*Exercise description*.
Reproduce the records exactly through the line with "pub fn is_not_found(&self)".

*Data supplied*.
#####
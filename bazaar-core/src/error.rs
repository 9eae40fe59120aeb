//! Structured error types for the service layer.
//!
//! Repository failures arrive as [`DbError`]; services add the
//! application-level outcomes (not found, permission, conflict) that
//! callers need to tell apart.

use thiserror::Error;

use crate::db::DbError;
use crate::models::ValidationError;

/// Main error type for service operations
#[derive(Error, Debug)]
pub enum ServiceError {
    /// Lookup target does not exist
    #[error("{resource} {id} not found")]
    NotFound { resource: &'static str, id: i64 },

    /// Caller is known but may not act on the resource
    #[error("permission denied: {reason}")]
    PermissionDenied { reason: String },

    /// Input rejected before reaching the database
    #[error("validation failed: {0}")]
    Validation(#[from] ValidationError),

    /// Write refused by a uniqueness rule
    #[error("conflict: {0}")]
    Conflict(String),

    /// Unknown email or wrong password; deliberately not more specific
    #[error("invalid email or password")]
    InvalidCredentials,

    /// Hashing or hash parsing failed
    #[error("password hashing failed: {0}")]
    PasswordHash(String),

    #[error(transparent)]
    Db(#[from] DbError),
}

impl ServiceError {
    pub fn is_not_found(&self) -> bool {
        matches!(self, Self::NotFound { .. })
    }

    pub fn is_permission_denied(&self) -> bool {
        matches!(self, Self::PermissionDenied { .. })
    }
}

/// Result type alias for service operations
pub type Result<T> = std::result::Result<T, ServiceError>;
//! Favorite markers

use chrono::{DateTime, Utc};
use serde::{Deserialize, Serialize};
use sqlx::FromRow;

/// Row from `adv.likes`
#[derive(Debug, Clone, PartialEq, Eq, FromRow, Serialize, Deserialize)]
pub struct Liked {
    pub id: i64,
    pub id_customer: i64,
    pub id_advert: i64,
    pub date_created: DateTime<Utc>,
}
#####
*Your response*.
filename bazaar-core/src/error.rs
repository 9eae40fe59120aeb
//! Structured error types for the service layer.
//!
//! Repository failures arrive as [`DbError`]; services add the
//! application-level outcomes (not found, permission, conflict) that
//! callers need to tell apart.

use thiserror::Error;

use crate::db::DbError;
use crate::models::ValidationError;

/// Main error type for service operations
#[derive(Error, Debug)]
pub enum ServiceError {
    /// Lookup target does not exist
    #[error("{resource} {id} not found")]
    NotFound { resource: &'static str, id: i64 },

    /// Caller is known but may not act on the resource
    #[error("permission denied: {reason}")]
    PermissionDenied { reason: String },

    /// Input rejected before reaching the database
    #[error("validation failed: {0}")]
    Validation(#[from] ValidationError),

    /// Write refused by a uniqueness rule
    #[error("conflict: {0}")]
    Conflict(String),

    /// Unknown email or wrong password; deliberately not more specific
    #[error("invalid email or password")]
    InvalidCredentials,

    /// Hashing or hash parsing failed
    #[error("password hashing failed: {0}")]
    PasswordHash(String),

    #[error(transparent)]
    Db(#[from] DbError),
}

impl ServiceError {
    pub fn is_not_found(&self) -> bool {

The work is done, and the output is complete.